Von Prof./LRD a.D. Hartmut Brenneisen, Preetz/Worms

 

1 Grundlegung

 

Die verfassungsrechtliche Bedeutung der Versammlungsfreiheit ist hoch, stellt sie doch oft die einzige Artikulationsmöglichkeit für Unzufriedene und damit eine wichtige Ventilfunktion sowie ein Element demokratischer Offenheit dar. Insbesondere in parlamentarischen Repräsentativsystemen hat sie die Bedeutung eines grundlegenden Funktionselements.2 Die Versammlungsfreiheit wird in der Bundesrepublik Deutschland verfassungsrechtlich durch Art. 8 GG gewährleistet. Danach haben alle Deutschen das Recht, sich ohne Anmeldung oder Erlaubnis friedlich und ohne Waffen zu versammeln.

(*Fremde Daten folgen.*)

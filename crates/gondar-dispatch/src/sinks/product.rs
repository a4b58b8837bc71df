//! Product analytics SDK sink.

use std::sync::Arc;

use gondar_core::backend::ProductAnalyticsBackend;
use gondar_core::delivery::{Occurrence, UserProperty};
use gondar_core::error::SinkError;
use gondar_core::parameter::to_scalar_map;
use gondar_core::sink::Sink;
use serde_json::Value;
use tracing::trace;

/// Forwards occurrences as `track` calls with scalar properties.
///
/// People-profile updates are opt-in: by default this sink does not accept
/// user properties.
#[derive(Debug, Clone)]
pub struct ProductAnalyticsSink {
    backend: Arc<dyn ProductAnalyticsBackend>,
    people_properties: bool,
}

impl ProductAnalyticsSink {
    /// Sink identifier used in logs.
    pub const ID: &'static str = "product";

    /// Creates a sink over `backend` with people-property forwarding off.
    #[must_use]
    pub fn new(backend: Arc<dyn ProductAnalyticsBackend>) -> Self {
        Self {
            backend,
            people_properties: false,
        }
    }

    /// Enables or disables forwarding user properties to the people profile.
    #[must_use]
    pub fn with_people_properties(mut self, enabled: bool) -> Self {
        self.people_properties = enabled;
        self
    }
}

impl Sink for ProductAnalyticsSink {
    fn id(&self) -> &'static str {
        Self::ID
    }

    fn log_occurrence(&self, occurrence: &Occurrence) -> Result<(), SinkError> {
        let properties = occurrence.parameters.as_ref().map(to_scalar_map);
        self.backend.track(&occurrence.name, properties.as_ref())
    }

    fn supports_user_properties(&self) -> bool {
        self.people_properties
    }

    fn set_user_property(&self, property: &UserProperty) -> Result<(), SinkError> {
        // people.set has no "clear" form.
        let Some(value) = &property.value else {
            trace!(sink = Self::ID, property = %property.name, "skipping unset people property");
            return Ok(());
        };
        self.backend
            .set_people_property(&property.name, &Value::String(value.clone()))
    }
}

#[cfg(test)]
mod tests {
    use super::*;
    use gondar_core::parameter::Parameters;
    use gondar_test_support::{ProductCall, RecordingProductBackend};
    use serde_json::json;

    fn property(value: Option<&str>) -> UserProperty {
        UserProperty {
            name: "plan".to_owned(),
            value: value.map(str::to_owned),
        }
    }

    #[test]
    fn test_log_occurrence_tracks_with_scalar_properties() {
        // Arrange
        let backend = Arc::new(RecordingProductBackend::new());
        let sink = ProductAnalyticsSink::new(backend.clone());
        let mut parameters = Parameters::new();
        parameters.insert("currency".to_owned(), "USD".into());
        parameters.insert("value".to_owned(), 9.99.into());

        // Act
        sink.log_occurrence(&Occurrence {
            name: "begin_checkout".to_owned(),
            parameters: Some(parameters),
            transaction: None,
        })
        .unwrap();

        // Assert
        let mut expected = serde_json::Map::new();
        expected.insert("currency".to_owned(), json!("USD"));
        expected.insert("value".to_owned(), json!(9.99));
        assert_eq!(
            backend.calls(),
            vec![ProductCall::Track {
                event: "begin_checkout".to_owned(),
                properties: Some(expected),
            }]
        );
    }

    #[test]
    fn test_people_properties_are_off_by_default() {
        let sink = ProductAnalyticsSink::new(Arc::new(RecordingProductBackend::new()));
        assert!(!sink.supports_user_properties());
    }

    #[test]
    fn test_enabled_people_properties_set_profile_value() {
        // Arrange
        let backend = Arc::new(RecordingProductBackend::new());
        let sink = ProductAnalyticsSink::new(backend.clone()).with_people_properties(true);

        // Act
        sink.set_user_property(&property(Some("pro"))).unwrap();

        // Assert
        assert!(sink.supports_user_properties());
        assert_eq!(
            backend.calls(),
            vec![ProductCall::SetPeopleProperty {
                property: "plan".to_owned(),
                to: json!("pro"),
            }]
        );
    }

    #[test]
    fn test_unset_people_property_is_skipped() {
        let backend = Arc::new(RecordingProductBackend::new());
        let sink = ProductAnalyticsSink::new(backend.clone()).with_people_properties(true);

        sink.set_user_property(&property(None)).unwrap();

        assert!(backend.calls().is_empty());
    }
}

Die Grundrechtsnorm schützt Veranstalter, Leiter und Teilnehmer von Versammlungen, soweit sie sich mit ihren Aktivitäten innerhalb der Schranken der Versammlungsfreiheit bewegen. Nach h.M.3 umfasst der verfassungsrechtliche Schutz nicht allein die eigentliche Veranstaltung, sondern auch die Vor- und Nachphase. Müsste ein Grundrechtsträger darauf gefasst sein, nicht ungehindert einen Veranstaltungsort erreichen oder verlassen zu können, so läge ein Eingriff in seine Willensfreiheit und damit in Art. 8 GG vor. Der hohe Rang der Verfassungsnorm gebietet es, auch die Entschlussfreiheit zu berücksichtigen.

 

 

2 Das Versammlungsgesetz des Bundes (BVersG)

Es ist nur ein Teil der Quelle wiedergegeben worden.